[ad_1]

BERLIN (Reuters) – Germany should shut down all of its coal-fired power plants by 2038 at the latest, a government-appointed commission said on Saturday, proposing at least 40 billion euros ($45.7 billion) in aid to regions affected by the planned phase-out.

Uniper’s Scholven coal power plant is pictured in Gelsenkirchen, Germany, September 28, 2018. REUTERS/Thilo Schmuelgen/Files

The commission’s plans are at the centre of Germany’s strategy to shift to renewables, which made up more than 40 percent of the energy mix last year, beating coal for the first time.

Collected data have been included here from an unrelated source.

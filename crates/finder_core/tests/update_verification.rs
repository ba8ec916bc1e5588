use finder_core::{
    update, AppState, CandidateMovie, Effect, Msg, Notice, Prompt, SessionState, VerifyStage,
    WorkingTitle,
};
use pretty_assertions::assert_eq;

fn movie(title: &str, original_title: &str, year: &str) -> CandidateMovie {
    CandidateMovie {
        id: 1,
        title: title.to_string(),
        original_title: original_title.to_string(),
        release_year: year.to_string(),
        director: "Hayao Miyazaki".to_string(),
        runtime_minutes: None,
        genres: Vec::new(),
        synopsis: "No synopsis available".to_string(),
        rating: 8.5,
        poster_reference: String::new(),
    }
}

fn verifying(movie: CandidateMovie) -> (AppState, Vec<Effect>) {
    let (state, _) = update(AppState::new(), Msg::SearchSubmitted("query".to_string()));
    let (state, _) = update(state, Msg::SearchCompleted(vec![movie]));
    update(state, Msg::MovieSelected(0))
}

fn check_effects(effects: &[Effect]) -> Vec<&Effect> {
    effects
        .iter()
        .filter(|effect| matches!(effect, Effect::CheckExists { .. }))
        .collect()
}

#[test]
fn found_on_primary_title_skips_fallback() {
    let (state, effects) = verifying(movie("Dune", "Dune", "2021"));
    assert_eq!(check_effects(&effects).len(), 1);

    let (state, effects) = update(state, Msg::ExistenceChecked { found: true });
    assert_eq!(state.session(), SessionState::ConfirmingExtraction);
    assert!(check_effects(&effects).is_empty());
    assert_eq!(effects, vec![Effect::Notify(Notice::Available)]);
    assert_eq!(
        state.prompt(),
        Some(Prompt::ConfirmExtraction {
            title: "Dune".to_string(),
            year: "2021".to_string(),
        })
    );
}

#[test]
fn not_found_with_distinct_original_title_attempts_one_fallback() {
    let (state, _) = verifying(movie("La città incantata", "千と千尋の神隠し", "2001"));
    let (state, effects) = update(state, Msg::ExistenceChecked { found: false });

    assert_eq!(
        state.session(),
        SessionState::Verifying(VerifyStage::OriginalTitle)
    );
    assert_eq!(
        check_effects(&effects),
        vec![&Effect::CheckExists {
            title: "千と千尋の神隠し".to_string(),
            year: "2001".to_string(),
        }]
    );
    // The working title only switches once the fallback succeeds.
    assert_eq!(
        state.context().working().map(|w| w.title.as_str()),
        Some("La città incantata")
    );
}

#[test]
fn fallback_success_swaps_working_title() {
    let (state, _) = verifying(movie("La città incantata", "Sen to Chihiro", "2001"));
    let (state, _) = update(state, Msg::ExistenceChecked { found: false });
    let (state, effects) = update(state, Msg::ExistenceChecked { found: true });

    assert_eq!(state.session(), SessionState::ConfirmingExtraction);
    assert_eq!(
        effects,
        vec![Effect::Notify(Notice::AvailableUnderOriginalTitle)]
    );
    assert_eq!(
        state.context().working(),
        Some(&WorkingTitle {
            title: "Sen to Chihiro".to_string(),
            year: "2001".to_string(),
        })
    );

    let (_, effects) = update(state, Msg::ConfirmExtract);
    assert_eq!(
        effects.last(),
        Some(&Effect::Extract {
            title: "Sen to Chihiro".to_string(),
            year: "2001".to_string(),
        })
    );
}

#[test]
fn fallback_failure_returns_to_list_without_further_checks() {
    let (state, _) = verifying(movie("La città incantata", "Sen to Chihiro", "2001"));
    let results = state.context().results().clone();
    let (state, _) = update(state, Msg::ExistenceChecked { found: false });
    let (state, effects) = update(state, Msg::ExistenceChecked { found: false });

    assert_eq!(state.session(), SessionState::ListingResults);
    assert!(check_effects(&effects).is_empty());
    assert_eq!(
        effects,
        vec![Effect::Notify(Notice::NotAvailableUnderOriginalTitle)]
    );
    assert_eq!(state.context().results(), &results);
    assert_eq!(state.context().working(), None);
}

#[test]
fn not_found_with_identical_original_title_returns_to_list() {
    let (state, _) = verifying(movie("Dune", "Dune", "2021"));
    let results = state.context().results().clone();
    let (state, effects) = update(state, Msg::ExistenceChecked { found: false });

    assert_eq!(state.session(), SessionState::ListingResults);
    assert!(check_effects(&effects).is_empty());
    assert_eq!(
        effects,
        vec![Effect::Notify(Notice::NotAvailable {
            title: "Dune".to_string(),
            year: "2021".to_string(),
        })]
    );
    assert_eq!(state.context().results(), &results);
}

#[test]
fn empty_original_title_is_not_an_alternate() {
    let (state, _) = verifying(movie("Dune", "", "2021"));
    let (state, effects) = update(state, Msg::ExistenceChecked { found: false });

    assert_eq!(state.session(), SessionState::ListingResults);
    assert!(check_effects(&effects).is_empty());
}
use std::io;
use std::time::Duration;

use thiserror::Error;

/// Failure of the primary search request.
#[derive(Debug, Error)]
pub enum SearchError {
    #[error("invalid search url: {0}")]
    InvalidUrl(String),
    #[error("search timed out")]
    Timeout,
    #[error("http status {0}")]
    HttpStatus(u16),
    #[error("network error: {0}")]
    Transport(String),
    #[error("malformed search response: {0}")]
    Decode(#[from] serde_json::Error),
}

impl From<reqwest::Error> for SearchError {
    fn from(err: reqwest::Error) -> Self {
        if err.is_timeout() {
            return SearchError::Timeout;
        }
        if let Some(status) = err.status() {
            return SearchError::HttpStatus(status.as_u16());
        }
        SearchError::Transport(err.to_string())
    }
}

/// Failure to obtain a JSON reply from the external executor.
#[derive(Debug, Error)]
pub enum ExecutorError {
    #[error("could not start executor {program}: {source}")]
    Spawn {
        program: String,
        #[source]
        source: io::Error,
    },
    #[error("executor did not answer within {0:?}")]
    Timeout(Duration),
    #[error("executor produced no output")]
    EmptyOutput,
    #[error("executor output is not valid JSON: {0}")]
    Malformed(#[from] serde_json::Error),
}

/// Failure to read a saved review.
#[derive(Debug, Error)]
pub enum StoreError {
    #[error("review file {path} is unreadable: {source}")]
    Io {
        path: String,
        #[source]
        source: io::Error,
    },
}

The proposals of the coal commission, which were finalised after more than 20 hours of last-round talks, will serve as a guideline for the government in its effort to turn the planned exit from coal into law.

The body agreed a total of at least 40 billion euros should be provided in aid for coal-mining states affected by the exit, less than the roughly 60 billion euros they had asked for.

“This plan will make it possible to achieve climate change goals set by the German government, but it will also, and this is important, achieve affordable and secure energy supplies if the German government implements our recommendations,” said Barbara Praetorius, an environmental professor who served as one of the four leaders of the commission.

“A large majority of the population stands behind this exit from coal … but it must be reliable, affordable and acceptable for the regions.”

In a first step, plant operators including RWE, Uniper, EnBW and Vattenfall will be asked to shut down about 12.7 gigawatts (GW) of capacity by 2022, equivalent to about 24 large power station units, the report, seen by Reuters, said.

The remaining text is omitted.